Which brings up the whole subject of creepy-crawly things.

I took a children’s literature class once. I read this poem. It was written by a five-year-old girl…

bugs & ants

This child was onto something.

Our house is old, and we live with our share of creatures inside which are actually the sorts of creatures that belong outside.  And for the most part I can deal with it. I tend to let them live, but I evict them. I throw them out to struggle on their own in the great outdoor world– (sort of like I eventually did with the children).

I make exception for wasps.

I always kill wasps in my house because I’ve learned that if I don’t kill them they sting me.
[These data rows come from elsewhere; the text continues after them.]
// Wire types for the Gemini REST surface.
// Field names follow the service's camelCase JSON; unknown fields are ignored
// so newer response shapes keep parsing.

use std::fmt;

use serde::{Deserialize, Deserializer, Serialize};

#[derive(Clone, Copy, Debug, Serialize, Deserialize, PartialEq, Eq)]
#[serde(rename_all = "lowercase")]
pub enum Role {
    User,
    Model,
}

/// Inline bytes, base64 encoded.
#[derive(Clone, Debug, Serialize, Deserialize, PartialEq)]
#[serde(rename_all = "camelCase")]
pub struct Blob {
    pub mime_type: String,
    pub data: String,
}

/// Reference to a file previously uploaded through the Files API.
#[derive(Clone, Debug, Serialize, Deserialize, PartialEq)]
#[serde(rename_all = "camelCase")]
pub struct FileData {
    pub mime_type: String,
    pub file_uri: String,
}

/// One piece of a turn. Exactly one field is set on parts we build.
#[derive(Clone, Debug, Default, Serialize, Deserialize, PartialEq)]
#[serde(rename_all = "camelCase")]
pub struct Part {
    #[serde(default, skip_serializing_if = "Option::is_none")]
    pub text: Option<String>,
    #[serde(default, skip_serializing_if = "Option::is_none")]
    pub inline_data: Option<Blob>,
    #[serde(default, skip_serializing_if = "Option::is_none")]
    pub file_data: Option<FileData>,
}

impl Part {
    pub fn text(text: impl Into<String>) -> Self {
        Self {
            text: Some(text.into()),
            ..Default::default()
        }
    }

    pub fn inline(mime_type: impl Into<String>, base64_data: impl Into<String>) -> Self {
        Self {
            inline_data: Some(Blob {
                mime_type: mime_type.into(),
                data: base64_data.into(),
            }),
            ..Default::default()
        }
    }

    pub fn file(handle: &FileHandle) -> Self {
        Self {
            file_data: Some(FileData {
                mime_type: handle.mime_type.clone(),
                file_uri: handle.uri.clone(),
            }),
            ..Default::default()
        }
    }
}

/// A single turn: who said it and what.
#[derive(Clone, Debug, Serialize, Deserialize, PartialEq)]
pub struct Content {
    #[serde(default, skip_serializing_if = "Option::is_none")]
    pub role: Option<Role>,
    #[serde(default)]
    pub parts: Vec<Part>,
}

impl Content {
    pub fn user(parts: Vec<Part>) -> Self {
        Self {
            role: Some(Role::User),
            parts,
        }
    }

    pub fn model(parts: Vec<Part>) -> Self {
        Self {
            role: Some(Role::Model),
            parts,
        }
    }

    /// Role-less content, the shape used for system instructions.
    pub fn instruction(text: impl Into<String>) -> Self {
        Self {
            role: None,
            parts: vec![Part::text(text)],
        }
    }
}

#[derive(Clone, Debug, Serialize, PartialEq)]
#[serde(rename_all = "camelCase")]
pub struct GenerateRequest {
    pub contents: Vec<Content>,
    #[serde(skip_serializing_if = "Option::is_none")]
    pub system_instruction: Option<Content>,
}

impl GenerateRequest {
    pub fn new(contents: Vec<Content>) -> Self {
        Self {
            contents,
            system_instruction: None,
        }
    }

    pub fn system_instruction(mut self, instruction: Option<&str>) -> Self {
        self.system_instruction = instruction.map(Content::instruction);
        self
    }
}

#[derive(Clone, Debug, Deserialize, PartialEq)]
#[serde(rename_all = "camelCase")]
pub struct Candidate {
    #[serde(default)]
    pub content: Option<Content>,
    #[serde(default)]
    pub finish_reason: Option<String>,
}

#[derive(Clone, Debug, Deserialize, PartialEq)]
#[serde(rename_all = "camelCase")]
pub struct PromptFeedback {
    #[serde(default)]
    pub block_reason: Option<String>,
}

#[derive(Clone, Debug, Default, Deserialize, PartialEq)]
#[serde(rename_all = "camelCase")]
pub struct UsageMetadata {
    #[serde(default)]
    pub prompt_token_count: u32,
    #[serde(default)]
    pub candidates_token_count: u32,
    #[serde(default)]
    pub total_token_count: u32,
}

/// Raw response of `generateContent`, or one chunk of a streamed one.
#[derive(Clone, Debug, Default, Deserialize, PartialEq)]
#[serde(rename_all = "camelCase")]
pub struct GenerateResponse {
    #[serde(default)]
    pub candidates: Vec<Candidate>,
    #[serde(default)]
    pub prompt_feedback: Option<PromptFeedback>,
    #[serde(default)]
    pub usage_metadata: Option<UsageMetadata>,
}

impl GenerateResponse {
    /// A response carrying a single model turn with `text`.
    pub fn from_text(text: impl Into<String>) -> Self {
        Self {
            candidates: vec![Candidate {
                content: Some(Content::model(vec![Part::text(text)])),
                finish_reason: Some("STOP".into()),
            }],
            ..Default::default()
        }
    }
}

/// Metadata of a file stored by the Files API. Files expire 48 hours after
/// upload.
#[derive(Clone, Debug, Default, Deserialize, PartialEq)]
#[serde(rename_all = "camelCase")]
pub struct FileHandle {
    /// Remote resource name, `files/<id>`.
    pub name: String,
    #[serde(default)]
    pub display_name: String,
    #[serde(default)]
    pub mime_type: String,
    #[serde(default, deserialize_with = "int64_string")]
    pub size_bytes: u64,
    #[serde(default)]
    pub uri: String,
    #[serde(default)]
    pub create_time: Option<String>,
    #[serde(default)]
    pub expiration_time: Option<String>,
    #[serde(default)]
    pub state: Option<String>,
}

impl fmt::Display for FileHandle {
    fn fmt(&self, f: &mut fmt::Formatter<'_>) -> fmt::Result {
        writeln!(f, "name: {}", self.name)?;
        writeln!(f, "display_name: {}", self.display_name)?;
        writeln!(f, "mime_type: {}", self.mime_type)?;
        writeln!(f, "size_bytes: {}", self.size_bytes)?;
        if let Some(created) = &self.create_time {
            writeln!(f, "create_time: {}", created)?;
        }
        if let Some(expires) = &self.expiration_time {
            writeln!(f, "expiration_time: {}", expires)?;
        }
        if let Some(state) = &self.state {
            writeln!(f, "state: {}", state)?;
        }
        write!(f, "uri: {}", self.uri)
    }
}

/// One page of `files.list`.
#[derive(Clone, Debug, Default, Deserialize, PartialEq)]
#[serde(rename_all = "camelCase")]
pub struct FilePage {
    #[serde(default)]
    pub files: Vec<FileHandle>,
    #[serde(default)]
    pub next_page_token: Option<String>,
}

// int64 values arrive as JSON strings.
fn int64_string<'de, D>(deserializer: D) -> Result<u64, D::Error>
where
    D: Deserializer<'de>,
{
    #[derive(Deserialize)]
    #[serde(untagged)]
    enum Raw {
        Text(String),
        Number(u64),
    }

    match Raw::deserialize(deserializer)? {
        Raw::Number(n) => Ok(n),
        Raw::Text(s) => s.parse().map_err(serde::de::Error::custom),
    }
}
It is really just that simple. Survival of the swatter.

Speaking of wasps, I currently have this little wasp problem.

In my neighborhood we have a wasp called yellow jackets, and they live in holes in the ground. They are cantankerous beasts, most especially at this time of year when their happy homes are crowded with thousands of occupants, all hungry, and every one of them apparently grumpy. Could be they’re not getting enough sleep or maybe someone else ate the last piece of dead squirrel or they can’t find the remote, who knows? But they are meanie-bugs.
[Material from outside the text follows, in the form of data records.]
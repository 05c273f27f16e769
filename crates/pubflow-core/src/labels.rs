use crate::types::Stage;
use serde::{Deserialize, Serialize};

// ---------------------------------------------------------------------------
// LabelStyle
// ---------------------------------------------------------------------------

/// How a stage is rendered as a label.
#[derive(Debug, Clone, PartialEq, Serialize, Deserialize)]
#[serde(tag = "style", rename_all = "snake_case")]
pub enum LabelStyle {
    /// The label is the bare stage name, e.g. `copyedit`.
    Flat,
    /// The label carries a prefix, e.g. `stage: copyedit`.
    Prefixed {
        #[serde(default = "default_prefix")]
        prefix: String,
    },
}

fn default_prefix() -> String {
    "stage: ".to_string()
}

impl Default for LabelStyle {
    fn default() -> Self {
        LabelStyle::Flat
    }
}

// ---------------------------------------------------------------------------
// LabelPolicy
// ---------------------------------------------------------------------------

/// Renders stage labels and replaces them on an issue's label set without
/// touching anything else. After `apply` the set carries exactly one stage
/// label; after `strip` it carries none.
#[derive(Debug, Clone)]
pub struct LabelPolicy {
    style: LabelStyle,
}

impl LabelPolicy {
    pub fn new(style: LabelStyle) -> Self {
        Self { style }
    }

    pub fn render(&self, stage: Stage) -> String {
        match &self.style {
            LabelStyle::Flat => stage.as_str().to_string(),
            LabelStyle::Prefixed { prefix } => format!("{prefix}{}", stage.as_str()),
        }
    }

    /// Whether `label` was produced by this resolver. Bare stage names are
    /// always recognized so that switching styles still cleans up labels
    /// written under the old one.
    pub fn is_stage_label(&self, label: &str) -> bool {
        let label = label.trim().to_ascii_lowercase();
        if Stage::all().iter().any(|s| label == s.as_str()) {
            return true;
        }
        if let LabelStyle::Prefixed { prefix } = &self.style {
            if let Some(rest) = label.strip_prefix(&prefix.to_ascii_lowercase()) {
                return Stage::all().iter().any(|s| rest == s.as_str());
            }
        }
        false
    }

    /// Remove every recognized stage label, preserving all other labels in
    /// their original order.
    pub fn strip(&self, current: &[String]) -> Vec<String> {
        current
            .iter()
            .filter(|label| !self.is_stage_label(label))
            .cloned()
            .collect()
    }

    /// Replace any existing stage label with the one for `stage`.
    pub fn apply(&self, current: &[String], stage: Stage) -> Vec<String> {
        let mut labels = self.strip(current);
        labels.push(self.render(stage));
        labels
    }
}

// ---------------------------------------------------------------------------
// Tests
// ---------------------------------------------------------------------------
max & tubMax has learned to avoid them.

Once a wasp stung him  inside his mouth and I thought he was dying until I finally figured out what was making him jump around like that.  Now if he detects a yellow jacket getting too close he runs indoors and hides in the bathroom.

So this week I was out in my wild woods garden, which I have somewhat neglected this year, and I was being so good, cutting back dead perennials, and watering, and working hard. Suddenly there were rather more wasps in the air than I found to be entirely comfortable.

yellow jacket ground nest

That’s when I noticed the funnel of them coming and going from a rather large hole in the ground.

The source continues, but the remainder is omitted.